**Required action:** Repeat only the lines below from the one containing "package and activities" through the one containing "pub fn without_child_info(mut", inclusive, exactly as written.

**Records provided:**

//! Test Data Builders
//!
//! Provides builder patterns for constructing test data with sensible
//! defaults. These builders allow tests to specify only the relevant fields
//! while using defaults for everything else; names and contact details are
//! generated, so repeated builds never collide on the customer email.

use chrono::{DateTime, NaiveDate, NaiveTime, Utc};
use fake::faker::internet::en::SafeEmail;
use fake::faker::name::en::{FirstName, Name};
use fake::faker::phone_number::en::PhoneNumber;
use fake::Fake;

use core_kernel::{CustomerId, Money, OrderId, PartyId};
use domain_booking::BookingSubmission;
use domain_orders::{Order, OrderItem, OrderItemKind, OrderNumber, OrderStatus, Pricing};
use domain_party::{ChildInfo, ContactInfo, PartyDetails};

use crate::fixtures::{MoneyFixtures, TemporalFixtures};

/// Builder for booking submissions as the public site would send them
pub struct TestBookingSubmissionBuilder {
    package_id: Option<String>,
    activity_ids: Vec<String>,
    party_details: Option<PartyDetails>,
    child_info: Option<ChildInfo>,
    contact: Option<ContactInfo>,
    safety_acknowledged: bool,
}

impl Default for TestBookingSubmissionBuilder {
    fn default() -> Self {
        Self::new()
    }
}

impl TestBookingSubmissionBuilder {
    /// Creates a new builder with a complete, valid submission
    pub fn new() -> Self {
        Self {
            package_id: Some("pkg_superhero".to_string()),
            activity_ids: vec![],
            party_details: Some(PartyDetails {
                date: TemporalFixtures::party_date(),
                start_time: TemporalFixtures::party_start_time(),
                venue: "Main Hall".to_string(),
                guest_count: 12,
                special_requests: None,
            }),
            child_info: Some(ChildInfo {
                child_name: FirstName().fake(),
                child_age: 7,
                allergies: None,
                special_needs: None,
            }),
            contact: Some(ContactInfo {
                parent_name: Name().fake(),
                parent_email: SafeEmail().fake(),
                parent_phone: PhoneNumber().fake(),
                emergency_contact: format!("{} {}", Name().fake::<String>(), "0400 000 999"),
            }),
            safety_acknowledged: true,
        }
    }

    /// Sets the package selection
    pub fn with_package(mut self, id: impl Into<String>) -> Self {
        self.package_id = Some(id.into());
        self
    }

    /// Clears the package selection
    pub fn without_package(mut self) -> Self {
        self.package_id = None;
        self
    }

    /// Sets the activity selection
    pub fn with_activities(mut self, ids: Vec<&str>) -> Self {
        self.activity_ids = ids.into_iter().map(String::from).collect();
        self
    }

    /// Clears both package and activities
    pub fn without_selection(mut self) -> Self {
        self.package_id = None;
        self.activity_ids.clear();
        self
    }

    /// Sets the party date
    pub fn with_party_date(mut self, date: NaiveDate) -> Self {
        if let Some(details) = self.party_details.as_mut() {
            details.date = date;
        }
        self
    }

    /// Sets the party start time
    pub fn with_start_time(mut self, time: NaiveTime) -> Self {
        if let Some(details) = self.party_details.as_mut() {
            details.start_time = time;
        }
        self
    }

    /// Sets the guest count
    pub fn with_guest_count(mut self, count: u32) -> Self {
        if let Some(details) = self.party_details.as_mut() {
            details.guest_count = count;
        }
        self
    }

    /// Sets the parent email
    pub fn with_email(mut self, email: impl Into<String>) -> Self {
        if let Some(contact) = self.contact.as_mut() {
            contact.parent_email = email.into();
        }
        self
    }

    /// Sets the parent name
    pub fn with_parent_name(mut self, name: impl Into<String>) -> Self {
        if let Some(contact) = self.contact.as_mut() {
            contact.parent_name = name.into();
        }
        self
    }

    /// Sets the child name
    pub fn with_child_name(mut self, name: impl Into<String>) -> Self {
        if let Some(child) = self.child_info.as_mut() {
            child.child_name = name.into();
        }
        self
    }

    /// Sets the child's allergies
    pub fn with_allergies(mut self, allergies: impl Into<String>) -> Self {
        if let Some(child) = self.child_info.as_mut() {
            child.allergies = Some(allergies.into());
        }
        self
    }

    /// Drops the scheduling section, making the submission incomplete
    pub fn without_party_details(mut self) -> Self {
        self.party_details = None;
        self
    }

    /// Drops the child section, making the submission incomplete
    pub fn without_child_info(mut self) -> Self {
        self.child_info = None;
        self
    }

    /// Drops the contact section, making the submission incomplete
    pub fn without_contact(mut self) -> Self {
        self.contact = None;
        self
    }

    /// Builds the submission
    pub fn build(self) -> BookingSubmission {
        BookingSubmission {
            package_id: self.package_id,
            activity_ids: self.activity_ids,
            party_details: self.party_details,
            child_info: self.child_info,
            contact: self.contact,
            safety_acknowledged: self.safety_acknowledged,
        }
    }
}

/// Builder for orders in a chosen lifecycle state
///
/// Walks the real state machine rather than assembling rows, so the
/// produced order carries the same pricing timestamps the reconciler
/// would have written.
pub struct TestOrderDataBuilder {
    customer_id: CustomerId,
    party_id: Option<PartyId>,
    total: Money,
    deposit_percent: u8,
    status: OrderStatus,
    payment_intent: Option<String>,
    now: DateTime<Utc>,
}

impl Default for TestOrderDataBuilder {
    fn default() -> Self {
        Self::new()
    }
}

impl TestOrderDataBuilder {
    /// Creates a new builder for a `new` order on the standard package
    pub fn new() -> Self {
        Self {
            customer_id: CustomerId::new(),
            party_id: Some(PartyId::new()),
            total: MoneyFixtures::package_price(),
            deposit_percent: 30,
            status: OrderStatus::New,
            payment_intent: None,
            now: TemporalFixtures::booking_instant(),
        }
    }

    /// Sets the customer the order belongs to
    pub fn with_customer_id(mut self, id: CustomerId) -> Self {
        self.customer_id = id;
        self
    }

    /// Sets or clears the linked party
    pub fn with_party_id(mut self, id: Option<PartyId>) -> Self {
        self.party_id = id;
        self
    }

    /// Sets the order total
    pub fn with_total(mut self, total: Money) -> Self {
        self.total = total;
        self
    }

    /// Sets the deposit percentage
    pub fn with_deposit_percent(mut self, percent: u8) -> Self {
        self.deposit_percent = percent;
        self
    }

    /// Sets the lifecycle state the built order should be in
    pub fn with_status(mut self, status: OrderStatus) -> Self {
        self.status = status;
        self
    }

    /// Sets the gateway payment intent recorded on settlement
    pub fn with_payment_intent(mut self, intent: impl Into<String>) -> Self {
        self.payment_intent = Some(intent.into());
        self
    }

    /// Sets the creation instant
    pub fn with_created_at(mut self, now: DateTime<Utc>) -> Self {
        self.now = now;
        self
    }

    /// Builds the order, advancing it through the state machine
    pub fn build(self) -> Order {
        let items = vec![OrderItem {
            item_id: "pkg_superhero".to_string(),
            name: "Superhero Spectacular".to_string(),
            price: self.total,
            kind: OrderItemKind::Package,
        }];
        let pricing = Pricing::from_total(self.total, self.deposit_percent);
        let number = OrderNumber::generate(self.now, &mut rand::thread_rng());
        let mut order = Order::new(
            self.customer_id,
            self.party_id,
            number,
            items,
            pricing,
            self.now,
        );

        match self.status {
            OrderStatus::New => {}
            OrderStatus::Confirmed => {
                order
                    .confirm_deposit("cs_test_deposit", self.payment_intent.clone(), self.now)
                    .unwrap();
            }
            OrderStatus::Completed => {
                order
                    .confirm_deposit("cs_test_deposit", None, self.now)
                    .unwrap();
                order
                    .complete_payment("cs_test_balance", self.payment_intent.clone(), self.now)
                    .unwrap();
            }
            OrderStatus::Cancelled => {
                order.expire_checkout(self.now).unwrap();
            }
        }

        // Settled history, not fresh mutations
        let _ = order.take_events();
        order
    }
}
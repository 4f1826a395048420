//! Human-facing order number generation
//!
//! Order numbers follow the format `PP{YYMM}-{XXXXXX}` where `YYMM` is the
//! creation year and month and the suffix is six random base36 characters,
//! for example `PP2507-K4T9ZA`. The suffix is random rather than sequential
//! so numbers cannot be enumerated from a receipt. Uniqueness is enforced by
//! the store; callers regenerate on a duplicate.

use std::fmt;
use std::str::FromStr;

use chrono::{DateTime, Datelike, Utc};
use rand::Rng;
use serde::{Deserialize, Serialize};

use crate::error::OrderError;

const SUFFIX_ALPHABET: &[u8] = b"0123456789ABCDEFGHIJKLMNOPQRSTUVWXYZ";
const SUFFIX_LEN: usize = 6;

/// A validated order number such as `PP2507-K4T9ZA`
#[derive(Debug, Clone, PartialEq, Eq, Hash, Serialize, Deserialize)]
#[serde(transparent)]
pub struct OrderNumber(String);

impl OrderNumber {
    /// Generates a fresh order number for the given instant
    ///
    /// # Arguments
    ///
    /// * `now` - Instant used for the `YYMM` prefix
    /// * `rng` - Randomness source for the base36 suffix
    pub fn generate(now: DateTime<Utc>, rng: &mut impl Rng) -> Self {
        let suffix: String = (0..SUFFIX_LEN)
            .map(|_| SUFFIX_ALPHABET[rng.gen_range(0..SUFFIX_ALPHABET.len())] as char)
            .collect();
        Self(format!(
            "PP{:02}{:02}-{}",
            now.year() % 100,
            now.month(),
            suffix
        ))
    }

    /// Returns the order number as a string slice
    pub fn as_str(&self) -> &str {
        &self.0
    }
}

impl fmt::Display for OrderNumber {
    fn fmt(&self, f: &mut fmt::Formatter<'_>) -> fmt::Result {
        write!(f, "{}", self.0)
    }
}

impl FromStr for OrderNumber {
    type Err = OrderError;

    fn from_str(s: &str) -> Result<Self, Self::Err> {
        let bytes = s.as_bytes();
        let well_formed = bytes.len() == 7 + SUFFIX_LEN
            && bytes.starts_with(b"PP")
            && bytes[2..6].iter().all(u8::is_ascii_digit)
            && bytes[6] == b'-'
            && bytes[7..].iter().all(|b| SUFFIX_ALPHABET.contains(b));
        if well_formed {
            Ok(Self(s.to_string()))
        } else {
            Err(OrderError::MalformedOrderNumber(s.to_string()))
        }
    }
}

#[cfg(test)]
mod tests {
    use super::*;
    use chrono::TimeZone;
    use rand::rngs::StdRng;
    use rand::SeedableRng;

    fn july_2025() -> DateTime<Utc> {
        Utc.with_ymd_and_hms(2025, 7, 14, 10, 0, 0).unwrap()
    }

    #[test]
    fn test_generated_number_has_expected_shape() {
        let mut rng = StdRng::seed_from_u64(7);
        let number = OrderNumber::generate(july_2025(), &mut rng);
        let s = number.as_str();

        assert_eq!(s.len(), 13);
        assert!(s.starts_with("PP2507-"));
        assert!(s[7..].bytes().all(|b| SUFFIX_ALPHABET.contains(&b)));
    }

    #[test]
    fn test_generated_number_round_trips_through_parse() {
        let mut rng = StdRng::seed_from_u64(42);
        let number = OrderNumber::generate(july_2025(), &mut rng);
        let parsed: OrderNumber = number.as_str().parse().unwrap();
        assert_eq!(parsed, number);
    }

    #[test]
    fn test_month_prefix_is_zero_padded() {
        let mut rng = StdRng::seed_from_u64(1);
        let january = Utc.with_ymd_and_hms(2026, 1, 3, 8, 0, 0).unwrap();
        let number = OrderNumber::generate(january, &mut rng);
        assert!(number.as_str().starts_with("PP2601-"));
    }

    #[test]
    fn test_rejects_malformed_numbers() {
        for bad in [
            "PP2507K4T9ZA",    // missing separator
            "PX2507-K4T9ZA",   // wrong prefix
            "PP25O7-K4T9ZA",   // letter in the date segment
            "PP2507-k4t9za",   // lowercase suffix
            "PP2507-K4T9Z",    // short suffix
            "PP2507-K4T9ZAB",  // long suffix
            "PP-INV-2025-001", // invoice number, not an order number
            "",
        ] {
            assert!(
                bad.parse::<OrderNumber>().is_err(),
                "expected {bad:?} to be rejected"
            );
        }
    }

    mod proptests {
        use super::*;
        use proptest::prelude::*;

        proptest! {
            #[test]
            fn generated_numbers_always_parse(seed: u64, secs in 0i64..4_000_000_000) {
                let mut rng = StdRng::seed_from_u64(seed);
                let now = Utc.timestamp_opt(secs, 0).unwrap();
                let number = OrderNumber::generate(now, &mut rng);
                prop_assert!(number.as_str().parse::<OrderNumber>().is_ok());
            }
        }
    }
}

**Result of the task:**
    /// Clears both package and activities
    pub fn without_selection(mut self) -> Self {
        self.package_id = None;
        self.activity_ids.clear();
        self
    }

    /// Sets the party date
    pub fn with_party_date(mut self, date: NaiveDate) -> Self {
        if let Some(details) = self.party_details.as_mut() {
            details.date = date;
        }
        self
    }

    /// Sets the party start time
    pub fn with_start_time(mut self, time: NaiveTime) -> Self {
        if let Some(details) = self.party_details.as_mut() {
            details.start_time = time;
        }
        self
    }

    /// Sets the guest count
    pub fn with_guest_count(mut self, count: u32) -> Self {
        if let Some(details) = self.party_details.as_mut() {
            details.guest_count = count;
        }
        self
    }

    /// Sets the parent email
    pub fn with_email(mut self, email: impl Into<String>) -> Self {
        if let Some(contact) = self.contact.as_mut() {
            contact.parent_email = email.into();
        }
        self
    }

    /// Sets the parent name
    pub fn with_parent_name(mut self, name: impl Into<String>) -> Self {
        if let Some(contact) = self.contact.as_mut() {
            contact.parent_name = name.into();
        }
        self
    }

    /// Sets the child name
    pub fn with_child_name(mut self, name: impl Into<String>) -> Self {
        if let Some(child) = self.child_info.as_mut() {
            child.child_name = name.into();
        }
        self
    }

    /// Sets the child's allergies
    pub fn with_allergies(mut self, allergies: impl Into<String>) -> Self {
        if let Some(child) = self.child_info.as_mut() {
            child.allergies = Some(allergies.into());
        }
        self
    }

    /// Drops the scheduling section, making the submission incomplete
    pub fn without_party_details(mut self) -> Self {
        self.party_details = None;
        self
    }

    /// Drops the child section, making the submission incomplete
    pub fn without_child_info(mut self) -> Self {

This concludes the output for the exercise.